José Serra, autor da ideia em desenvolvimento na serra da Lousã, com grande experiência nas áreas tecnológicas e cofundador da “Silveira Tech”, um projeto cuja finalidade é regenerar 97 hectares de terreno no coração da Serra da Lousã (230 hectares a mais longo prazo), e recuperar as três aldeias históricas abandonadas desde o início dos anos 1970, assume serem os incêndios o maior risco. Estão em curso planos de regeneração “de modo a tornar a floresta mais resiliente ao fogo”. Para isso, diz, trabalham em processos de retenção da água numa serra da Lousã muito chuvosa.
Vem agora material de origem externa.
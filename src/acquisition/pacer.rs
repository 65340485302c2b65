//! Rate limiting for frame emission.
//!
//! The pacer only ever *adds* delay: if processing an iteration already took
//! longer than the target interval, the next frame goes out immediately and
//! nothing is done to catch up. The mark is taken when a frame is actually
//! emitted, so the error of one sleep does not carry into the next interval.

use std::time::{Duration, Instant};

/// Time left to wait before the next emission.
///
/// `max(0, target − elapsed_since(last_mark))`; with no mark the answer is zero.
pub fn compute_delay(target: Duration, last_mark: Option<Instant>, now: Instant) -> Duration {
    match last_mark {
        Some(mark) => target.saturating_sub(now.saturating_duration_since(mark)),
        None => Duration::ZERO,
    }
}

/// Converts a rate in Hz into an interval. Non-positive or non-finite rates
/// mean "unpaced".
pub fn interval_for_rate(rate_hz: f64) -> Option<Duration> {
    (rate_hz.is_finite() && rate_hz > 0.0).then(|| Duration::from_secs_f64(1.0 / rate_hz))
}

/// Pacing state: target interval and last emission mark.
#[derive(Debug, Clone, Default)]
pub struct Pacer {
    interval: Option<Duration>,
    last_mark: Option<Instant>,
}

impl Pacer {
    /// Pacer targeting `rate_hz`.
    pub fn new(rate_hz: f64) -> Self {
        Self {
            interval: interval_for_rate(rate_hz),
            last_mark: None,
        }
    }

    /// Retarget to `rate_hz`. The mark is kept.
    pub fn set_rate(&mut self, rate_hz: f64) {
        self.interval = interval_for_rate(rate_hz);
    }

    /// Current target interval.
    pub fn interval(&self) -> Option<Duration> {
        self.interval
    }

    /// Last emission time.
    pub fn last_mark(&self) -> Option<Instant> {
        self.last_mark
    }

    /// Delay owed at `now`.
    pub fn delay(&self, now: Instant) -> Duration {
        match self.interval {
            Some(interval) => compute_delay(interval, self.last_mark, now),
            None => Duration::ZERO,
        }
    }

    /// Sleep for the owed delay, if any.
    pub fn wait(&self) {
        let delay = self.delay(Instant::now());
        if !delay.is_zero() {
            std::thread::sleep(delay);
        }
    }

    /// Record an emission at `at`.
    pub fn mark(&mut self, at: Instant) {
        self.last_mark = Some(at);
    }

    /// Forget the last mark so the next emission is immediate.
    pub fn reset(&mut self) {
        self.last_mark = None;
    }
}

#[cfg(test)]
mod tests {
    use super::*;

    #[test]
    fn test_no_mark_means_no_delay() {
        let now = Instant::now();
        assert_eq!(compute_delay(Duration::from_millis(10), None, now), Duration::ZERO);
    }

    #[test]
    fn test_delay_is_remaining_interval() {
        let mark = Instant::now();
        let now = mark + Duration::from_millis(3);
        assert_eq!(
            compute_delay(Duration::from_millis(10), Some(mark), now),
            Duration::from_millis(7)
        );
    }

    #[test]
    fn test_slow_processing_adds_no_delay() {
        let mark = Instant::now();
        let now = mark + Duration::from_millis(25);
        assert_eq!(
            compute_delay(Duration::from_millis(10), Some(mark), now),
            Duration::ZERO
        );
    }

    #[test]
    fn test_rate_conversion() {
        assert_eq!(interval_for_rate(100.0), Some(Duration::from_millis(10)));
        assert_eq!(interval_for_rate(0.0), None);
        assert_eq!(interval_for_rate(f64::NAN), None);
    }

    #[test]
    fn test_reset_forgets_mark() {
        let mut pacer = Pacer::new(10.0);
        let now = Instant::now();
        pacer.mark(now);
        assert!(pacer.delay(now) > Duration::ZERO);
        pacer.reset();
        assert_eq!(pacer.delay(now), Duration::ZERO);
    }

    #[test]
    fn test_wait_enforces_minimum_interval() {
        let mut pacer = Pacer::new(200.0);
        let mut marks = Vec::new();
        for _ in 0..10 {
            pacer.wait();
            let now = Instant::now();
            pacer.mark(now);
            marks.push(now);
        }
        for pair in marks.windows(2) {
            assert!(pair[1] - pair[0] >= Duration::from_millis(5));
        }
    }
}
Vai ser criada uma represa de mil metros cúbicos. Na perspetiva de José Serra “isso permitirá criar mais verdura, o que será acompanhado de recuperação dos solos, fertilização dos terrenos, e utilização de árvores como o cipreste, que não arde com facilidade”.

Expresso

Uma questão sempre colocada é a de saber quem serão os potenciais utilizadores destas aldeias. Segundo José Serra, empreendedores, nómadas digitais, cientistas e investigadores poderão interessar-se por estadias longas junto do centro de inovação e criatividade. A Silveira de Baixo comportará um empreendimento turístico desenhado por Kengo Kuma. O aldeamento, diz o promotor, será equipado com 25 unidades de alojamento e um hotel rural de três estrelas com 24 quartos.

Silveira de Cima terá um empreendimento de turismo de aldeia com cinco casas de campo e um conjunto de infraestruturas direcionadas para quem tenha interesse em aprofundar a aprendizagem experimental de regeneração da natureza. Ali os hóspedes poderão aprender técnicas de agroflorestal e permacultura, cuidar dos viveiros de árvores, estufas e hortas, bem como envolverem-se em projetos de investigação e desenvolvimento. A aldeia de Pé da Lomba transformar-se-á num Centro de Desenvolvimento Pessoal com duas casas de campo.

Kengo Kuma defende que aquele “local situado na montanha, com os vales, no interior do país, pode transformar-se num novo espaço de trabalho para jovens criativos interessados em viver em comunhão com a natureza”

Questionado sobre a sua visão de futuro as aldeias, Kengo Kuma defende que aquele “local situado na montanha, com os vales, no interior do país, pode transformar-se num novo espaço de trabalho para jovens criativos interessados em viver em comunhão com a natureza”. É, acrescenta, uma tendência hoje “muito comum no mundo”. No século XX a tendência foi de concentração nas grandes cidades, com abandono do campo e das montanhas. Agora, com as potencialidades da internet – uma área muito trabalhada e desenvolvida neste projeto da Lousã - será possível a conexão com qualquer parte do mundo.

Kuma mostra-se convicto de que a generalização destas opções pode, não apenas “mudar o sistema de sociedade tal como o pensamos”, como “pode transformar-se numa forma alternativa de trabalho nos próximos tempos.”